• ab initio calculations;
  • cobalt;
  • hydride ligands;
  • iridium;
  • silyl ligands


A series of bis(silyl)bis(hydride) cobalt complexes [Cp*Co(H)2(SiR3)2] (Cp*=pentamethylcyclopentadienyl; SiR3=SiPh2H, SiMe3, SiH3, SiF3, SiCl3, SiBr3, Si(CF3)3; Co1Co7) as well as the analogous iridium complexes [Cp*Ir(H)2(SiR3)2] (SiR3=SiEt3, SiMe3, SiH3, SiF3, SiCl3, SiBr3, Si(CF3)3; Ir1Ir7) were studied to detect possible residual Si⋅⋅⋅H interactions.
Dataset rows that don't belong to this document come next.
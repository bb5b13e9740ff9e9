use std::ops::Range;
use std::path::Path;

use anyhow::{Context, Result, bail};
use log::{info, warn};
use plotters::coord::ranged1d::{DefaultFormatting, KeyPointHint, Ranged};
use plotters::coord::types::RangedCoordf64;
use plotters::prelude::*;
use plotters::style::text_anchor::{HPos, Pos, VPos};
use plotters::style::{FontDesc, FontFamily, FontStyle, FontTransform};

use crate::canvas::{Artist, Canvas, HAlign, LineStyle, Paint, Stroke, TextArtist, VAlign};
use crate::figure::{AxisSpec, FigureSpec};
use crate::geometry::{Point, Rect, clip_polygon, clip_polyline, dash_polyline};

/// Pixels per typographic point; figures are laid out at 100 dpi.
const PX_PER_PT: f64 = 100.0 / 72.0;
const MARGIN: u32 = 20;
const X_LABEL_AREA: u32 = 60;
const Y_LABEL_AREA: u32 = 80;
/// Fraction of the data span added on each side when autoscaling.
const AUTOSCALE_PAD: f64 = 0.05;

/// Tick mantissas tried in turn on log axes until at least two ticks fit.
const LOG_MANTISSAS: [&[f64]; 3] = [
    &[1.0],
    &[1.0, 2.0, 5.0],
    &[1.0, 2.0, 3.0, 4.0, 5.0, 6.0, 7.0, 8.0, 9.0],
];
const LOG_MAX_TICKS: usize = 10;
const LINEAR_MAX_TICKS: usize = 6;

type Chart<'a, DB> = ChartContext<'a, DB, Cartesian2d<AxisFrame, AxisFrame>>;

// ---------------------------------------------------------------------------
// Output format
// ---------------------------------------------------------------------------

#[derive(Debug, Clone, Copy, PartialEq, Eq)]
pub enum OutputFormat {
    Svg,
    Png,
}

impl OutputFormat {
    pub fn from_path(path: &Path) -> Result<Self> {
        let ext = path
            .extension()
            .and_then(|e| e.to_str())
            .unwrap_or("")
            .to_ascii_lowercase();
        match ext.as_str() {
            "svg" => Ok(OutputFormat::Svg),
            "png" => Ok(OutputFormat::Png),
            other => bail!("Unsupported output extension: .{other} (use .svg or .png)"),
        }
    }
}

// ---------------------------------------------------------------------------
// Axis projection
// ---------------------------------------------------------------------------

/// Maps data values into plotted space (log10 for log axes).
#[derive(Debug, Clone, Copy, PartialEq)]
pub struct AxisFrame {
    pub log: bool,
    /// Plotted-space range.
    pub lo: f64,
    pub hi: f64,
}

impl AxisFrame {
    fn new(spec: &AxisSpec, data: Option<(f64, f64)>, name: &str) -> Result<Self> {
        let project = |v: f64| if spec.log { v.log10() } else { v };

        let (lo, hi) = match (spec.lim, data) {
            (Some((a, b)), _) => {
                if spec.log && (a <= 0.0 || b <= 0.0) {
                    bail!("{name} axis is logarithmic but its limits [{a}, {b}] are not positive");
                }
                (project(a), project(b))
            }
            (None, Some((a, b))) => {
                let (a, b) = (project(a), project(b));
                let pad = if b > a { (b - a) * AUTOSCALE_PAD } else { 0.5 };
                (a - pad, b + pad)
            }
            (None, None) => (0.0, 1.0),
        };
        if !(lo.is_finite() && hi.is_finite()) || lo == hi {
            bail!("{name} axis range [{lo}, {hi}] is empty or not finite");
        }
        Ok(AxisFrame {
            log: spec.log,
            lo: lo.min(hi),
            hi: lo.max(hi),
        })
    }

    /// Plotted-space value. Non-positive values on a log axis land well
    /// below the visible range so clipping removes them.
    pub fn project(&self, v: f64) -> f64 {
        if !self.log {
            return v;
        }
        if v > 0.0 {
            v.log10()
        } else {
            self.lo - 10.0 * (self.hi - self.lo)
        }
    }

    fn linear(&self) -> RangedCoordf64 {
        (self.lo..self.hi).into()
    }

    /// Log-axis ticks in plotted space: decades when two or more fit, then
    /// 1-2-5 and 1..9 mantissas, then plain linear ticks of the data range.
    fn log_ticks(&self, max: usize) -> Vec<f64> {
        let max = max.max(2);
        for mantissas in LOG_MANTISSAS {
            let ticks = self.mantissa_ticks(mantissas);
            if ticks.len() >= 2 {
                let step = ticks.len().div_ceil(max);
                return ticks.into_iter().step_by(step).collect();
            }
        }
        let data: RangedCoordf64 = (10f64.powf(self.lo)..10f64.powf(self.hi)).into();
        data.key_points(max)
            .into_iter()
            .filter(|v| *v > 0.0)
            .map(f64::log10)
            .collect()
    }

    fn mantissa_ticks(&self, mantissas: &[f64]) -> Vec<f64> {
        let (first, last) = (self.lo.floor() as i32, self.hi.ceil() as i32);
        (first..=last)
            .flat_map(|exp| mantissas.iter().map(move |m| m.log10() + f64::from(exp)))
            .filter(|v| *v >= self.lo - 1e-9 && *v <= self.hi + 1e-9)
            .collect()
    }

    fn tick_label(&self, v: f64) -> String {
        if !self.log {
            return trim_number(v);
        }
        let exp = (v + 1e-9).floor();
        if (-2.0..=3.0).contains(&exp) {
            return trim_number(10f64.powf(v));
        }
        let mantissa = (10f64.powf(v - exp) * 1e3).round() / 1e3;
        if mantissa == 1.0 {
            format!("1e{exp}")
        } else {
            format!("{mantissa}e{exp}")
        }
    }

    fn n_labels(&self) -> usize {
        if self.log {
            LOG_MAX_TICKS
        } else {
            LINEAR_MAX_TICKS
        }
    }
}

/// Plotted space is linear; only the tick choice depends on the axis kind.
impl Ranged for AxisFrame {
    type FormatOption = DefaultFormatting;
    type ValueType = f64;

    fn map(&self, value: &f64, limit: (i32, i32)) -> i32 {
        self.linear().map(value, limit)
    }

    fn key_points<Hint: KeyPointHint>(&self, hint: Hint) -> Vec<f64> {
        if self.log {
            self.log_ticks(hint.max_num_points())
        } else {
            self.linear().key_points(hint)
        }
    }

    fn range(&self) -> Range<f64> {
        self.lo..self.hi
    }
}

fn trim_number(v: f64) -> String {
    let rounded = (v * 1e6).round() / 1e6;
    if rounded == 0.0 {
        return "0".into();
    }
    format!("{rounded}")
}

/// Plotted-space frame of a whole figure.
#[derive(Debug, Clone, Copy, PartialEq)]
pub struct Frame {
    pub x: AxisFrame,
    pub y: AxisFrame,
    /// Pixels per plotted unit, per axis; used for dash lengths.
    pub scale: (f64, f64),
}

impl Frame {
    pub fn new(figure: &FigureSpec, canvas: &Canvas) -> Result<Self> {
        let (x_log, y_log) = (figure.axes.x.log, figure.axes.y.log);
        let bounds = canvas.data_bounds(|x, y| (!x_log || x > 0.0) && (!y_log || y > 0.0));
        let x = AxisFrame::new(&figure.axes.x, bounds.map(|b| b.0), "x")?;
        let y = AxisFrame::new(&figure.axes.y, bounds.map(|b| b.1), "y")?;

        let (w, h) = figure.size;
        let plot_w = w.saturating_sub(2 * MARGIN + Y_LABEL_AREA).max(1) as f64;
        let plot_h = h.saturating_sub(2 * MARGIN + X_LABEL_AREA).max(1) as f64;
        Ok(Frame {
            x,
            y,
            scale: (plot_w / (x.hi - x.lo), plot_h / (y.hi - y.lo)),
        })
    }

    pub fn project(&self, (x, y): Point) -> Point {
        (self.x.project(x), self.y.project(y))
    }

    pub fn rect(&self) -> Rect {
        Rect {
            x0: self.x.lo,
            x1: self.x.hi,
            y0: self.y.lo,
            y1: self.y.hi,
        }
    }

    /// Visible stroke pieces of an open or closed path after clipping and dashing.
    pub fn stroke_pieces(&self, points: &[Point], stroke: &Stroke, closed: bool) -> Vec<Vec<Point>> {
        if stroke.style == LineStyle::Hidden || stroke.width <= 0.0 {
            return Vec::new();
        }
        let mut projected: Vec<Point> = points.iter().map(|&p| self.project(p)).collect();
        if closed {
            if let Some(&first) = projected.first() {
                projected.push(first);
            }
        }
        let pattern: Vec<f64> = stroke
            .style
            .dash_pattern()
            .iter()
            .map(|len| len * stroke.width * PX_PER_PT)
            .collect();

        clip_polyline(&projected, self.rect())
            .iter()
            .flat_map(|run| dash_polyline(run, &pattern, self.scale))
            .collect()
    }

    /// Visible area of a closed polygon.
    pub fn fill_area(&self, points: &[Point]) -> Vec<Point> {
        let projected: Vec<Point> = points.iter().map(|&p| self.project(p)).collect();
        clip_polygon(&projected, self.rect())
    }
}

// ---------------------------------------------------------------------------
// Rendering
// ---------------------------------------------------------------------------

/// Write `canvas` to `path` as SVG or PNG, chosen by extension.
pub fn save(canvas: &Canvas, figure: &FigureSpec, path: &Path) -> Result<()> {
    let format = OutputFormat::from_path(path)?;
    let frame = Frame::new(figure, canvas)?;

    match format {
        OutputFormat::Svg => {
            let root = SVGBackend::new(path, figure.size).into_drawing_area();
            draw_figure(root, canvas, figure, &frame)
        }
        OutputFormat::Png => {
            let root = BitMapBackend::new(path, figure.size).into_drawing_area();
            draw_figure(root, canvas, figure, &frame)
        }
    }
    .with_context(|| format!("rendering {}", path.display()))?;

    info!("wrote {}", path.display());
    Ok(())
}

fn draw_figure<DB>(
    root: DrawingArea<DB, plotters::coord::Shift>,
    canvas: &Canvas,
    figure: &FigureSpec,
    frame: &Frame,
) -> Result<()>
where
    DB: DrawingBackend,
    DB::ErrorType: 'static,
{
    root.fill(&WHITE)?;

    let axis_font = FontDesc::new(FontFamily::SansSerif, 14.0 * PX_PER_PT, FontStyle::Normal);
    let tick_font = FontDesc::new(FontFamily::SansSerif, 12.0 * PX_PER_PT, FontStyle::Normal);

    let mut builder = ChartBuilder::on(&root);
    builder
        .margin(MARGIN)
        .x_label_area_size(X_LABEL_AREA)
        .y_label_area_size(Y_LABEL_AREA);
    if let Some(title) = &figure.axes.title {
        builder.caption(title, axis_font.clone());
    }
    let mut chart = builder.build_cartesian_2d(frame.x, frame.y)?;

    let fmt_x = |v: &f64| frame.x.tick_label(*v);
    let fmt_y = |v: &f64| frame.y.tick_label(*v);
    chart
        .configure_mesh()
        .disable_mesh()
        .x_labels(frame.x.n_labels())
        .y_labels(frame.y.n_labels())
        .x_label_formatter(&fmt_x)
        .y_label_formatter(&fmt_y)
        .x_desc(figure.axes.x.label.clone().unwrap_or_default())
        .y_desc(figure.axes.y.label.clone().unwrap_or_default())
        .axis_desc_style(axis_font.color(&BLACK))
        .label_style(tick_font.color(&BLACK))
        .draw()?;

    let mut labelled = 0usize;
    for layer in canvas.draw_order() {
        match &layer.artist {
            Artist::Fill(fill) => {
                let outline = fill.outline();
                draw_area(&mut chart, frame, &outline, fill.face)?;
                if let Some(edge) = &fill.edge {
                    draw_stroke(&mut chart, frame, &outline, edge, true, None)?;
                }
            }
            Artist::Patch(patch) => {
                draw_area(&mut chart, frame, &patch.vertices, patch.face)?;
                draw_stroke(&mut chart, frame, &patch.vertices, &patch.edge, true, None)?;
            }
            Artist::Line(line) => {
                let label = line.label.as_deref().filter(|_| figure.axes.legend);
                if draw_stroke(&mut chart, frame, &line.points, &line.stroke, false, label)? {
                    labelled += 1;
                }
            }
            Artist::Text(text) => draw_text(&mut chart, frame, text)?,
        }
    }

    if labelled > 0 {
        chart
            .configure_series_labels()
            .background_style(&WHITE.mix(0.8))
            .border_style(&BLACK.mix(0.3))
            .position(SeriesLabelPosition::UpperRight)
            .draw()?;
    }

    root.present()?;
    Ok(())
}

fn shape(paint: Paint, filled: bool, width: f64) -> ShapeStyle {
    ShapeStyle {
        color: paint.color.mix(paint.alpha),
        filled,
        stroke_width: (width * PX_PER_PT).round().max(1.0) as u32,
    }
}

fn draw_area<DB>(chart: &mut Chart<'_, DB>, frame: &Frame, points: &[Point], paint: Paint) -> Result<()>
where
    DB: DrawingBackend,
    DB::ErrorType: 'static,
{
    let area = frame.fill_area(points);
    if area.len() < 3 || paint.alpha <= 0.0 {
        return Ok(());
    }
    chart.draw_series(std::iter::once(Polygon::new(area, shape(paint, true, 0.0))))?;
    Ok(())
}

/// Returns whether a legend entry was attached.
fn draw_stroke<DB>(
    chart: &mut Chart<'_, DB>,
    frame: &Frame,
    points: &[Point],
    stroke: &Stroke,
    closed: bool,
    label: Option<&str>,
) -> Result<bool>
where
    DB: DrawingBackend,
    DB::ErrorType: 'static,
{
    let style = shape(stroke.paint, false, stroke.width);
    let mut labelled = false;
    for piece in frame.stroke_pieces(points, stroke, closed) {
        let anno = chart.draw_series(std::iter::once(PathElement::new(piece, style)))?;
        if let (Some(text), false) = (label, labelled) {
            anno.label(text)
                .legend(move |(x, y)| PathElement::new(vec![(x, y), (x + 24, y)], style));
            labelled = true;
        }
    }
    Ok(labelled)
}

fn draw_text<DB>(chart: &mut Chart<'_, DB>, frame: &Frame, text: &TextArtist) -> Result<()>
where
    DB: DrawingBackend,
    DB::ErrorType: 'static,
{
    let (x, y) = frame.project((text.x, text.y));
    if !frame.rect().contains((x, y)) {
        warn!("label '{}' at ({}, {}) is outside the axes", text.text, text.x, text.y);
    }

    let h = match text.h_align {
        HAlign::Left => HPos::Left,
        HAlign::Center => HPos::Center,
        HAlign::Right => HPos::Right,
    };
    let v = match text.v_align {
        VAlign::Top => VPos::Top,
        VAlign::Center => VPos::Center,
        VAlign::Bottom => VPos::Bottom,
    };
    let style = FontDesc::new(FontFamily::SansSerif, text.size * PX_PER_PT, FontStyle::Normal)
        .transform(quarter_turn(text.rotation, &text.text))
        .color(&text.color)
        .pos(Pos::new(h, v));

    chart.draw_series(std::iter::once(Text::new(text.text.clone(), (x, y), style)))?;
    Ok(())
}

/// Nearest supported rotation for a counter-clockwise angle in degrees.
pub fn quarter_turn(degrees: f64, what: &str) -> FontTransform {
    let quarters = (degrees / 90.0).round();
    if (degrees - quarters * 90.0).abs() > 1e-6 {
        warn!("rotation {degrees}° of '{what}' snapped to {}°", quarters * 90.0);
    }
    match (quarters as i64).rem_euclid(4) {
        1 => FontTransform::Rotate270,
        2 => FontTransform::Rotate180,
        3 => FontTransform::Rotate90,
        _ => FontTransform::None,
    }
}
Tests of several density functionals by comparison with coupled-cluster results indicate that the TPSSh functional performs better than B3LYP, BP86, M06, M06L, and PBEPBE. Based on molecular structures, as well as Wiberg bond indices and J(Si,H) spin–spin coupling constants as indicators of a possible Si⋅⋅⋅H interaction, at least two residual Si⋅⋅⋅H interactions in Co2, Co5, and all four possible Si⋅⋅⋅H interactions in Co3 and Co4 have been detected. Co6 and Co7 exhibit stronger Si⋅⋅⋅H bonding than the other complexes studied. On the contrary, the iridium complexes Ir1Ir3 and Ir5Ir7 are classical iridium(V) bis(silyl)bis(hydride) complexes with only rudimentary Si⋅⋅⋅H interactions, if any.